Meteorological history
- Formed: October 13, 1985
- Dissipated: October 22, 1985

Violent typhoon
- 10-minute sustained (JMA)
- Highest winds: 220 km/h (140 mph)
- Lowest pressure: 895 hPa (mbar); 26.43 inHg

Category 5-equivalent super typhoon
- 1-minute sustained (SSHWS/JTWC)
- Highest winds: 280 km/h (175 mph)
- Lowest pressure: 897 hPa (mbar); 26.49 inHg

Overall effects
- Fatalities: 90
- Damage: $105 million (1985 USD)
- Areas affected: Philippines, Hainan, Vietnam
- IBTrACS
- Part of the 1985 Pacific typhoon season

= Typhoon Dot (1985) =

Pacific typhoon in 1985

Typhoon Dot, known in the Philippines as Super Typhoon Saling, was the strongest storm of the 1985 season. Dot originated from a small area of thunderstorm activity in early to mid October. The system was first classified on October 11, and steadily intensified over the next few days. Dot attained typhoon strength on October 15, and subsequently entered a period of explosive deepening, which was not anticipated by forecasters. The next day the intensification rate slowed, but that evening, Dot attained its maximum intensify. A steady weakening trend began on October 17, though the system maintained typhoon intensity through the passage of the Philippines. After entering the South China Sea late on October 18, Dot briefly re-intensified, only to weaken as it approached Vietnam. On October 21, Dot struck Vietnam while still a typhoon, but dissipated the next day over the high terrain of the nation.

Although damage across the Philippines was less than initially expected, the typhoon lashed the nation with heavy rains. Province of Nueva Ecija suffered the worst effects from Dot. There, 500,000 acres of crops and 90% of all buildings were damaged. In Cabanatuan, 2,500 homes and 90% of structures were destroyed. Overall, 42 towns were flooded, forcing a total of 125,000 people to flee their homes, 35,000 of which were homeless. Furthermore, 52,933 houses were leveled while an additional 200,450 were damaged. Nationwide, 24 were hurt. While tracking through the South China Sea, Dot passed through Hainan Island. There, two casualties occurred while 34 others suffered injuries. Across the island, over 2,300 dwellings were destroyed. In all, Dot was responsible for 90 deaths and $104.9 million (1985 USD) in damage.

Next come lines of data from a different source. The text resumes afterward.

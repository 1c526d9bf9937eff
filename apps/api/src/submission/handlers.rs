//! Axum route handlers for submissions: the dashboard, the upload flow and
//! the per-resume view.

use axum::{
    extract::{Multipart, Path, State},
    Extension, Json,
};
use serde::Serialize;
use tracing::{info, warn};

use crate::auth::AuthUser;
use crate::errors::AppError;
use crate::state::AppState;
use crate::submission::model::{submission_key, SubmissionRecord, SUBMISSION_KEY_PREFIX};
use crate::submission::progress::{ProgressReporter, UploadStatus, STATUS_COMPLETE};
use crate::submission::upload::UploadForm;
use crate::submission::workflow::analyze_resume;

// ────────────────────────────────────────────────────────────────────────────
// Request / Response types
// ────────────────────────────────────────────────────────────────────────────

#[derive(Debug, Serialize)]
pub struct SubmissionListResponse {
    pub submissions: Vec<SubmissionRecord>,
}

#[derive(Debug, Serialize)]
pub struct AnalyzeResponse {
    pub status: String,
    pub redirect: String,
    pub record: SubmissionRecord,
}

// ────────────────────────────────────────────────────────────────────────────
// Handlers
// ────────────────────────────────────────────────────────────────────────────

/// GET /
///
/// Every stored submission, ordered by id. Entries that no longer parse are
/// skipped rather than failing the whole page.
pub async fn handle_list_submissions(
    State(state): State<AppState>,
) -> Result<Json<SubmissionListResponse>, AppError> {
    let entries = state
        .collaborators
        .kv
        .list(SUBMISSION_KEY_PREFIX)
        .await
        .map_err(|e| AppError::Kv(e.to_string()))?;

    let mut submissions: Vec<SubmissionRecord> = entries
        .into_iter()
        .filter_map(|(key, value)| match serde_json::from_str(&value) {
            Ok(record) => Some(record),
            Err(e) => {
                warn!("Skipping malformed submission {key}: {e}");
                None
            }
        })
        .collect();
    submissions.sort_by(|a, b| a.id.cmp(&b.id));

    Ok(Json(SubmissionListResponse { submissions }))
}

/// GET /upload
///
/// The caller's own processing flag and latest status text.
pub async fn handle_upload_status(
    State(state): State<AppState>,
    Extension(user): Extension<AuthUser>,
) -> Json<UploadStatus> {
    Json(state.uploads.snapshot(&user.username))
}

/// POST /upload
///
/// Runs the upload-analyze workflow. Each user may have one run in flight; the run
/// itself is detached from the request so a dropped connection cannot stop
/// it between stages.
pub async fn handle_analyze(
    State(state): State<AppState>,
    Extension(user): Extension<AuthUser>,
    multipart: Multipart,
) -> Result<Json<AnalyzeResponse>, AppError> {
    let request = UploadForm::from_multipart(multipart).await?.into_request()?;

    let guard = state
        .uploads
        .try_begin(&user.username)
        .ok_or_else(|| AppError::Conflict("A resume is already being analyzed".to_string()))?;

    info!(
        "User {} submitted {} for {} at {}",
        user.username, request.file.name, request.job_title, request.company_name
    );

    let collaborators = state.collaborators.clone();
    let outcome = tokio::spawn(async move {
        let result = analyze_resume(&collaborators, request, &guard).await;
        if let Err(e) = &result {
            guard.report(&e.status());
        }
        result
    })
    .await
    .map_err(|e| AppError::Internal(anyhow::anyhow!("Workflow task failed: {e}")))?;

    match outcome {
        Ok(record) => Ok(Json(AnalyzeResponse {
            status: STATUS_COMPLETE.to_string(),
            redirect: format!("/resume/{}", record.id),
            record,
        })),
        Err(e) => Err(AppError::Workflow(e.status())),
    }
}

/// GET /resume/:id
pub async fn handle_get_submission(
    State(state): State<AppState>,
    Path(id): Path<String>,
) -> Result<Json<SubmissionRecord>, AppError> {
    let value = state
        .collaborators
        .kv
        .get(&submission_key(&id))
        .await
        .map_err(|e| AppError::Kv(e.to_string()))?
        .ok_or_else(|| AppError::NotFound(format!("Resume {id} not found")))?;

    let record = serde_json::from_str(&value)
        .map_err(|e| AppError::Internal(anyhow::anyhow!("Stored resume {id} is malformed: {e}")))?;

    Ok(Json(record))
}
mod auth;
mod config;
mod errors;
mod inference;
mod kv;
mod llm_client;
mod rasterize;
mod routes;
mod state;
mod storage;
mod submission;
#[cfg(test)]
mod testing;
mod wipe;

use anyhow::Result;
use std::net::SocketAddr;
use std::sync::Arc;
use tower_http::{cors::CorsLayer, trace::TraceLayer};
use tracing::info;
use tracing_subscriber::{layer::SubscriberExt, util::SubscriberInitExt, EnvFilter};

use crate::auth::StaticTokenAuth;
use crate::config::Config;
use crate::inference::ClaudeInference;
use crate::kv::RedisKv;
use crate::llm_client::LlmClient;
use crate::rasterize::PdfiumRasterizer;
use crate::routes::build_router;
use crate::state::AppState;
use crate::storage::{ObjectStorage, S3Storage};
use crate::submission::progress::UploadTracker;
use crate::submission::workflow::{Collaborators, UuidGenerator};

#[tokio::main]
async fn main() -> Result<()> {
    let config = Config::from_env()?;

    tracing_subscriber::registry()
        .with(EnvFilter::try_from_default_env().unwrap_or_else(|_| {
            EnvFilter::new(format!("{}={}", env!("CARGO_PKG_NAME"), &config.rust_log))
        }))
        .with(tracing_subscriber::fmt::layer())
        .init();

    info!("Starting Resumind API v{}", env!("CARGO_PKG_VERSION"));

    // Object storage (S3 / MinIO)
    let storage: Arc<dyn ObjectStorage> = Arc::new(S3Storage::connect(&config).await);
    info!("S3 storage initialized (bucket: {})", config.s3_bucket);

    // Redis-backed KV
    let redis = redis::Client::open(config.redis_url.clone())?;
    let kv = Arc::new(RedisKv::new(redis, config.kv_namespace.clone()));
    info!("KV store initialized (namespace: {})", config.kv_namespace);

    let llm = LlmClient::new(config.anthropic_api_key.clone())?;
    info!("LLM client initialized (model: {})", llm_client::MODEL);

    let collaborators = Collaborators {
        storage: Arc::clone(&storage),
        kv,
        inference: Arc::new(ClaudeInference::new(llm, storage)),
        rasterizer: Arc::new(PdfiumRasterizer::new(
            config.raster_max_pixels,
            config.pdfium_lib_path.clone(),
        )),
        ids: Arc::new(UuidGenerator),
    };

    let state = AppState {
        auth: Arc::new(StaticTokenAuth::new(&config.auth_tokens)),
        collaborators,
        uploads: UploadTracker::new(),
    };

    let app = build_router(state)
        .layer(TraceLayer::new_for_http())
        .layer(CorsLayer::permissive());

    let addr: SocketAddr = format!("0.0.0.0:{}", config.port).parse()?;
    info!("Listening on {addr}");

    let listener = tokio::net::TcpListener::bind(addr).await?;
    axum::serve(listener, app).await?;

    Ok(())
}
// Upload-analyze: store a resume and its preview, ask the model for feedback,
// persist the result. All collaborators are passed in through `Collaborators`.

pub mod handlers;
pub mod model;
pub mod progress;
pub mod prompts;
pub mod upload;
pub mod workflow;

==Meteorological history==

Following the extratropical transition of Typhoon Brenda on October 5, a mid-level subtropical ridge became centered over the northwestern Pacific, which resulted in an absence of the typical southwesterly monsoon flow typically seen during the autumn. Satellite imagery first detected an area of convection roughly 280 km southeast of Ponape on October 11. At 1200 UTC, the Japan Meteorological Agency (JMA) first identified the system. The next day, the storm's outflow became better defined as the storm tracked west-northwest. On October 13, wind shear began to decrease, and the cyclone developed a well-defined circulation. Based on this, the Joint Typhoon Warning Center (JTWC) upgraded the system into Tropical Storm Dot. That evening, the JMA followed suit. The newly upgraded Dot was situated in an area of strong easterly winds, and thus the JTWC correctly predicted to the system to continue west-northwest, despite forecasts from various tropical cyclone forecast models that showed otherwise. Dot steadily strengthened during this period, and midday on October 14, the JMA classified Dot as a severe tropical storm. Several hours later, the JTWC upgraded Dot into a typhoon, with the JMA following early on October 15. Around this time, the Philippine Atmospheric, Geophysical and Astronomical Services Administration (PAGASA) also monitored the storm and assigned it with the local name Saling.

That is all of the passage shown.